Two mismatched, compulsive gamblers in search of a pot of gold

Two mismatched, compulsive gamblers in search of a pot of gold

Joyce Glasser reviews Mississippi Grind

From to Paul Newman and George C Scott in the Hustler and Newman and Robert Shaw in The Sting; to Mickey Rourke and Eric Roberts in the Pope of Greenwich Village; and to Robert De Niro and Joe Pesci in Casino, buddy gambler films merge with loner gambler films such as Karel Reisz’s The Gambler, in which a school teacher’s gambling addiction drags him down.

Now Anna Boden and Ryan Fleck, the Writer/Director team behind Half-Nelson, a moving portrait of a school teacher’s fatal drug addiction have made Mississippi Grind –a gambling buddy movie steeped in the genre.

Mississippi Grind is a psychologically convincing character study of two mismatched gamblers who form a bond that is only as strong as the mutual dependency of the addicts.  Gerry (Ben Mendelsohn) is a divorced 40-something real estate agent by day and an indebted gambler on a losing streak by night.

When a mysterious thirty-something drifter named Curtis (Ryan Reynolds) comes to town, Gerry thinks Mississippi Grind credit IMDB cool, level-headed, ladies’ man will change his luck.

For a while, he does but rather than settling his debts, Gerry accompanies Curtis on a road trip down the Mississippi, to a big poker game in New Orleans.

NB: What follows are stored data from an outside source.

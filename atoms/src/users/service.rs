use aws_sdk_dynamodb::types::AttributeValue;
use aws_sdk_dynamodb::Client as DynamoClient;

use super::model::{Role, User};
use crate::error::ApiError;
use crate::item::{string_attr, string_list_attr, string_list_value, Item};

/// Profiles are a listable entity:
/// PK = "USER", SK = "USER#{user_id}"
const USER_PK: &str = "USER";

fn user_sk(user_id: &str) -> String {
    format!("USER#{}", user_id)
}

pub fn user_from_item(item: &Item) -> Option<User> {
    let sk = item.get("SK").and_then(|v| v.as_s().ok())?;
    let user_id = sk.strip_prefix("USER#")?.to_string();
    Some(User {
        user_id,
        user_name: string_attr(item, "user_name"),
        user_email: string_attr(item, "user_email"),
        // Unknown stored roles read back as developer, the default persona
        user_role: item
            .get("user_role")
            .and_then(|v| v.as_s().ok())
            .and_then(|s| Role::parse(s))
            .unwrap_or(Role::Developer),
        skills: string_list_attr(item, "skills"),
        user_created_at: string_attr(item, "user_created_at"),
    })
}

pub fn user_item(user: &User) -> Item {
    let mut item = Item::new();
    item.insert("PK".to_string(), AttributeValue::S(USER_PK.to_string()));
    item.insert("SK".to_string(), AttributeValue::S(user_sk(&user.user_id)));
    item.insert(
        "user_name".to_string(),
        AttributeValue::S(user.user_name.clone()),
    );
    item.insert(
        "user_email".to_string(),
        AttributeValue::S(user.user_email.clone()),
    );
    item.insert(
        "user_role".to_string(),
        AttributeValue::S(user.user_role.as_str().to_string()),
    );
    item.insert("skills".to_string(), string_list_value(&user.skills));
    item.insert(
        "user_created_at".to_string(),
        AttributeValue::S(user.user_created_at.clone()),
    );
    item
}

pub async fn find_user(
    client: &DynamoClient,
    table_name: &str,
    user_id: &str,
) -> Result<Option<User>, ApiError> {
    let result = client
        .get_item()
        .table_name(table_name)
        .key("PK", AttributeValue::S(USER_PK.to_string()))
        .key("SK", AttributeValue::S(user_sk(user_id)))
        .send()
        .await
        .map_err(|e| ApiError::Store(format!("DynamoDB get_item error: {}", e)))?;

    Ok(result.item().and_then(user_from_item))
}

pub async fn get_user(
    client: &DynamoClient,
    table_name: &str,
    user_id: &str,
) -> Result<User, ApiError> {
    find_user(client, table_name, user_id)
        .await?
        .ok_or_else(|| ApiError::NotFound("User not found".to_string()))
}

/// Persist a full profile document. Used for first-sight creation during
/// authentication; overwrites any existing document with the same id.
pub async fn put_user(
    client: &DynamoClient,
    table_name: &str,
    user: &User,
) -> Result<(), ApiError> {
    client
        .put_item()
        .table_name(table_name)
        .set_item(Some(user_item(user)))
        .send()
        .await
        .map_err(|e| ApiError::Store(format!("DynamoDB put_item error: {}", e)))?;

    Ok(())
}

pub async fn list_users(
    client: &DynamoClient,
    table_name: &str,
) -> Result<Vec<User>, ApiError> {
    let result = client
        .query()
        .table_name(table_name)
        .key_condition_expression("PK = :pk AND begins_with(SK, :sk_prefix)")
        .expression_attribute_values(":pk", AttributeValue::S(USER_PK.to_string()))
        .expression_attribute_values(":sk_prefix", AttributeValue::S("USER#".to_string()))
        .send()
        .await
        .map_err(|e| ApiError::Store(format!("DynamoDB query error: {}", e)))?;

    Ok(result.items().iter().filter_map(user_from_item).collect())
}

/// The developer roster: every profile whose role is exactly `developer`.
pub async fn list_developers(
    client: &DynamoClient,
    table_name: &str,
) -> Result<Vec<User>, ApiError> {
    let result = client
        .query()
        .table_name(table_name)
        .key_condition_expression("PK = :pk AND begins_with(SK, :sk_prefix)")
        .filter_expression("user_role = :role")
        .expression_attribute_values(":pk", AttributeValue::S(USER_PK.to_string()))
        .expression_attribute_values(":sk_prefix", AttributeValue::S("USER#".to_string()))
        .expression_attribute_values(
            ":role",
            AttributeValue::S(Role::Developer.as_str().to_string()),
        )
        .send()
        .await
        .map_err(|e| ApiError::Store(format!("DynamoDB query error: {}", e)))?;

    Ok(result.items().iter().filter_map(user_from_item).collect())
}

pub async fn update_role(
    client: &DynamoClient,
    table_name: &str,
    user_id: &str,
    role: Role,
) -> Result<(), ApiError> {
    update_profile_field(
        client,
        table_name,
        user_id,
        "user_role",
        AttributeValue::S(role.as_str().to_string()),
    )
    .await
}

pub async fn update_skills(
    client: &DynamoClient,
    table_name: &str,
    user_id: &str,
    skills: &[String],
) -> Result<(), ApiError> {
    update_profile_field(
        client,
        table_name,
        user_id,
        "skills",
        string_list_value(skills),
    )
    .await
}

/// The identity provider is the source of truth for email; this corrects a
/// drifted profile in place during session hydration.
pub async fn update_email(
    client: &DynamoClient,
    table_name: &str,
    user_id: &str,
    email: &str,
) -> Result<(), ApiError> {
    update_profile_field(
        client,
        table_name,
        user_id,
        "user_email",
        AttributeValue::S(email.to_string()),
    )
    .await
}

async fn update_profile_field(
    client: &DynamoClient,
    table_name: &str,
    user_id: &str,
    field: &str,
    value: AttributeValue,
) -> Result<(), ApiError> {
    client
        .update_item()
        .table_name(table_name)
        .key("PK", AttributeValue::S(USER_PK.to_string()))
        .key("SK", AttributeValue::S(user_sk(user_id)))
        // Update must not materialize a phantom profile for an unknown id
        .condition_expression("attribute_exists(PK)")
        .update_expression("SET #field = :value")
        .expression_attribute_names("#field", field)
        .expression_attribute_values(":value", value)
        .send()
        .await
        .map_err(|e| {
            let not_found = e
                .as_service_error()
                .map(|se| se.is_conditional_check_failed_exception())
                .unwrap_or(false);
            if not_found {
                ApiError::NotFound("User not found".to_string())
            } else {
                ApiError::Store(format!("DynamoDB update_item error: {}", e))
            }
        })?;

    Ok(())
}

/// Delete only the profile document. Revoking the external identity is the
/// caller's second leg (see taskforge-shared accounts).
pub async fn delete_user(
    client: &DynamoClient,
    table_name: &str,
    user_id: &str,
) -> Result<(), ApiError> {
    client
        .delete_item()
        .table_name(table_name)
        .key("PK", AttributeValue::S(USER_PK.to_string()))
        .key("SK", AttributeValue::S(user_sk(user_id)))
        .send()
        .await
        .map_err(|e| ApiError::Store(format!("DynamoDB delete_item error: {}", e)))?;

    Ok(())
}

Boden and Fleck are far less interested in action and plot than in character.  We become fully aware of Gerry’s debt problem thanks to a terrific cameo from Alfre Woodard who invites the impecunious Gerry for lunch at a dinner only to leave him without an appetite.

Sienna Miller is convincing as Simone, a prostitute who is in love with Curtis, but knows she can never trust his fanciful invitations.  Tipping their hat to a man who knows all about decadent lifestyles, they include a cameo from James Toback, who wrote the script for Karel Reisz’s The Gambler, here playing a tough-guy with no time for Gerry.

The problem with all films about addiction is that it is painful to watch self-destructive behaviour.  The filmmakers try to lighten the film with glimpses of Delta towns, humour and the possibility of romance, but we see how gambling destroyed Gerry’s marriage and Curtis’ desire to marry Simone.

As in Robert Altman’s California Split, the idea that women are good luck charms gives way to the reality that they are a distraction and potential liability.

While we could easily envisage Ryan Gosling or Jake Gyllenhaal as Curtis, this might be Reynolds’s best performance.  Behind his self-assured façade, we see pain as he realises his love for Simone is as impossible as his partnership with Gerry, a loser going off the rails.  As a lead-man, Mendelssohn is able to display an impressive range of emotions far wider than in his typical villain (Slow West) and psychopath (Animal Kingdom) films.

The Mississippi in the title seems to dictate the meandering structure of the film that makes it a challenge to sustain the tension. The film’s strengths and also its weaknesses derive from its buddy gambling genre. While there is much to admire in Mississippi Grind, for pure entertainment, it cannot match Robert Altman’s California Split, a film which it closely resembles.